Klinic cross-claimed for cancellation of the MDerma registration under s88(1)(a). Klinic claimed that, since at least June 2015, it has been the exclusive Australian distributor of MDerma micro-needling skin treatment products manufactured by Dermapen LLC of the USA. Cancellation may be made on any of the grounds on which registration of the MDerma mark could have been opposed. Here, Judge Street was satisfied Klinic had established grounds of opposition under s58 ownership, s59 intention to use and s62A bad faith.

Significantly, C&S failed in its application for adjournment. Further, it was not represented at the hearing and an affidavit it previously filed was not read.

Under the ownership ground, the court found that Klinic was a prior user of the MDerma mark and had a prior claim of ownership through such use which is superior to, and defeats, the claim to ownership by C&S arising from the act of filing its trademark registration. There was no evidence of any earlier use by C&S.

Under the lack of intention to use ground, the court accepted that Klinic had demonstrated a prima facie case of a lack of intention by C&S to use the MDerma mark, and C&S failed to discharge the onus upon it in respect of demonstrating its intention to use the mark. That prima facie case was supported by the fact that, as at the 29 September 2015 priority date, C&S or an authorised user had not used the MDerma Trade Mark in Australia and had not at any time used in Australia MDerma as a trade mark.

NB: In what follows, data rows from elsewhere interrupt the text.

//! Domain services used by websocket and HTTP routes.
//!
//! ARCHITECTURE
//! ============
//! `store` and `registry` own the two live maps (boards, sessions). `board`
//! orchestrates them and is the only service routes call for session work.
//! `persistence` and `auth` wrap the external collaborators behind traits.

pub mod auth;
pub mod board;
pub mod persistence;
pub mod registry;
pub mod store;
use super::*;
use serde_json::json;

fn record(shape_type: &str, shape_data: Value) -> ShapeRecord {
    ShapeRecord {
        id: "s1".into(),
        shape_type: shape_type.into(),
        fill_color: "#ffffff".into(),
        stroke_color: "#000000".into(),
        stroke_width: 1.5,
        draggable: true,
        shape_data,
    }
}

// =============================================================================
// ShapeType
// =============================================================================

#[test]
fn shape_type_parses_every_known_variant() {
    for kind in ShapeType::ALL {
        assert_eq!(kind.as_str().parse::<ShapeType>(), Ok(kind));
    }
}

#[test]
fn shape_type_rejects_unknown_name() {
    assert_eq!(
        "hexagon".parse::<ShapeType>(),
        Err(ValidationError::UnknownShapeType("hexagon".into()))
    );
}

// =============================================================================
// Record decode
// =============================================================================

#[test]
fn rectangle_record_decodes() {
    let shape = Shape::from_record(&record(
        "rectangle",
        json!({"x": 1.5, "y": 2.5, "width": 30.5, "height": 40.5}),
    ))
    .expect("valid rectangle");

    assert_eq!(shape.shape_type(), ShapeType::Rectangle);
    assert_eq!(shape.data, ShapeData::Rectangle { x: 1.5, y: 2.5, width: 30.5, height: 40.5 });
    assert!(shape.draggable);
}

#[test]
fn integer_coordinates_are_accepted_as_numbers() {
    let shape = Shape::from_record(&record("circle", json!({"x": 10, "y": 20, "radius": 5}))).expect("valid circle");
    assert_eq!(shape.data, ShapeData::Circle { x: 10.0, y: 20.0, radius: 5.0 });
}

#[test]
fn missing_field_is_named() {
    let err = Shape::from_record(&record("rectangle", json!({"x": 1.0, "y": 2.0, "width": 3.0}))).unwrap_err();
    assert_eq!(err, ValidationError::MissingField { shape: ShapeType::Rectangle, field: "height" });
    assert_eq!(err.to_string(), "rectangle missing height");
}

#[test]
fn null_field_counts_as_missing() {
    let err = Shape::from_record(&record("circle", json!({"x": 1.0, "y": 2.0, "radius": null}))).unwrap_err();
    assert_eq!(err, ValidationError::MissingField { shape: ShapeType::Circle, field: "radius" });
}

#[test]
fn mistyped_field_is_named() {
    let err = Shape::from_record(&record("circle", json!({"x": "1", "y": 2.0, "radius": 3.0}))).unwrap_err();
    assert_eq!(err, ValidationError::WrongType { shape: ShapeType::Circle, field: "x", expected: "number" });
}

#[test]
fn text_must_be_a_string_on_notes() {
    let err = Shape::from_record(&record(
        "note",
        json!({"x": 0.0, "y": 0.0, "width": 1.0, "height": 1.0, "padding": 1.0, "fontSize": 12.0, "text": 7}),
    ))
    .unwrap_err();
    assert_eq!(err, ValidationError::WrongType { shape: ShapeType::Note, field: "text", expected: "string" });
}

#[test]
fn points_must_all_be_numbers() {
    let err = Shape::from_record(&record("scribble", json!({"points": [1.0, "two", 3.0]}))).unwrap_err();
    assert_eq!(
        err,
        ValidationError::WrongType { shape: ShapeType::Scribble, field: "points", expected: "number array" }
    );

    let ok = Shape::from_record(&record("arrow", json!({"points": [0.0, 0.0, 10.5, 10.5]}))).expect("valid arrow");
    assert_eq!(ok.data, ShapeData::Arrow { points: vec![0.0, 0.0, 10.5, 10.5] });
}

#[test]
fn unknown_type_is_rejected() {
    let err = Shape::from_record(&record("triangle", json!({}))).unwrap_err();
    assert_eq!(err, ValidationError::UnknownShapeType("triangle".into()));
}

#[test]
fn empty_id_and_type_are_rejected() {
    let mut rec = record("line", json!({"points": []}));
    rec.id = String::new();
    assert_eq!(Shape::from_record(&rec), Err(ValidationError::MissingId));

    let mut rec = record("line", json!({"points": []}));
    rec.shape_type = String::new();
    assert_eq!(Shape::from_record(&rec), Err(ValidationError::MissingType));
}

#[test]
fn shape_data_must_be_an_object() {
    let err = Shape::from_record(&record("line", json!([1, 2]))).unwrap_err();
    assert_eq!(err, ValidationError::NotAnObject("shapeData"));
}

// =============================================================================
// Round trips
// =============================================================================

#[test]
fn record_round_trip_is_lossless_for_every_variant() {
    let records = [
        record("rectangle", json!({"x": 1.5, "y": 2.5, "width": 3.5, "height": 4.5})),
        record("circle", json!({"x": 1.5, "y": 2.5, "radius": 9.25})),
        record("line", json!({"points": [0.5, 1.5, 2.5, 3.5]})),
        record("arrow", json!({"points": [0.5, 1.5]})),
        record("scribble", json!({"points": []})),
        record(
            "text",
            json!({"x": 1.5, "y": 2.5, "text": "hello", "fontSize": 14.5, "width": 200.5, "padding": 4.5}),
        ),
        record(
            "note",
            json!({"x": 1.5, "y": 2.5, "width": 150.5, "height": 150.5, "padding": 8.5, "fontSize": 16.5, "text": "todo"}),
        ),
    ];

    for rec in records {
        let shape = Shape::from_record(&rec).expect("valid record");
        assert_eq!(shape.to_record(), rec, "round trip failed for {}", rec.shape_type);
    }
}

#[test]
fn record_round_trip_keeps_integer_numbers() {
    let records = [
        record("circle", json!({"x": 10, "y": 20, "radius": 5})),
        record("rectangle", json!({"x": 0, "y": -4, "width": 120, "height": 80.5})),
        record("line", json!({"points": [0, 0, 100, 50]})),
    ];

    for rec in records {
        let shape = Shape::from_record(&rec).expect("valid record");
        assert_eq!(shape.to_record(), rec, "round trip failed for {}", rec.shape_type);
    }
}

#[test]
fn record_round_trip_keeps_extra_payload_keys() {
    let rec = record(
        "rectangle",
        json!({"x": 1.5, "y": 2.5, "width": 3.5, "height": 4.5, "rotation": 45.5, "label": {"text": "api"}}),
    );
    let shape = Shape::from_record(&rec).expect("valid rectangle");

    assert_eq!(shape.data(), &ShapeData::Rectangle { x: 1.5, y: 2.5, width: 3.5, height: 4.5 });
    assert_eq!(shape.to_record(), rec);
    assert_eq!(shape.to_value()["rotation"], 45.5);
}

#[test]
fn wire_round_trip_keeps_extra_keys_and_integers() {
    let value = json!({
        "id": "c1",
        "type": "circle",
        "fillColor": "#fff",
        "strokeColor": "#000",
        "strokeWidth": 2,
        "draggable": false,
        "x": 10,
        "y": 20,
        "radius": 5,
        "opacity": 0.5,
    });
    let shape = Shape::from_value(&value).expect("valid circle");

    let encoded = shape.to_value();
    assert_eq!(encoded["x"], json!(10));
    assert_eq!(encoded["opacity"], 0.5);
    assert_eq!(shape.to_record().shape_data, json!({"x": 10, "y": 20, "radius": 5, "opacity": 0.5}));
    assert_eq!(Shape::from_value(&encoded), Ok(shape));
}

#[test]
fn constructed_shape_payload_follows_typed_data() {
    let shape = Shape::new("n1", "#fff", "#000", 1.0, true, ShapeData::Circle { x: 1.5, y: 2.5, radius: 3.5 });
    assert_eq!(shape.to_record().shape_data, json!({"x": 1.5, "y": 2.5, "radius": 3.5}));
    assert_eq!(Shape::from_record(&shape.to_record()), Ok(shape));
}

#[test]
fn wire_value_flattens_payload_next_to_shared_fields() {
    let shape = Shape::from_record(&record("circle", json!({"x": 1.5, "y": 2.5, "radius": 3.5}))).expect("valid circle");
    let value = shape.to_value();

    assert_eq!(
        value,
        json!({
            "id": "s1",
            "type": "circle",
            "fillColor": "#ffffff",
            "strokeColor": "#000000",
            "strokeWidth": 1.5,
            "draggable": true,
            "x": 1.5,
            "y": 2.5,
            "radius": 3.5,
        })
    );
    assert_eq!(Shape::from_value(&value), Ok(shape));
}

#[test]
fn wire_value_requires_shared_attributes() {
    let err = Shape::from_value(&json!({
        "id": "s1",
        "type": "line",
        "strokeColor": "#000",
        "strokeWidth": 1.0,
        "draggable": false,
        "points": [],
    }))
    .unwrap_err();
    assert_eq!(err, ValidationError::MissingField { shape: ShapeType::Line, field: "fillColor" });
}

#[test]
fn serde_deserialize_validates() {
    let bad: Result<Shape, _> = serde_json::from_value(json!({"id": "s1", "type": "circle"}));
    let err = bad.unwrap_err().to_string();
    assert!(err.contains("circle missing fillColor"), "unexpected error: {err}");

    let good: Shape = serde_json::from_value(json!({
        "id": "t1",
        "type": "text",
        "fillColor": "#000",
        "strokeColor": "#000",
        "strokeWidth": 0.5,
        "draggable": true,
        "x": 1.5,
        "y": 1.5,
        "text": "hi",
        "fontSize": 12.5,
        "width": 100.5,
        "padding": 2.5,
    }))
    .expect("valid text shape");
    assert_eq!(good.shape_type(), ShapeType::Text);
}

Under the bad faith ground, there was no explanation before the Court as to the circumstances in which C&S obtained registration of the MDerma mark. Given the prior use by Klinic, the the court inferred that the conduct by C&S in obtaining the registration falls short of the standard of acceptable commercial behaviour by a reasonable and experienced person. The court made this finding having taken into account the publicity and other activities surrounding the promotion of MDerma products by Klinic in Australia before the priority date of the MDerma trademark registration by C&S. The court found that C&S must have been aware of that use.

Consequently, the court ordered cancellation of the MDerma trade mark from the date of its registration and it followed that the infringement claim by C&S could not succeed.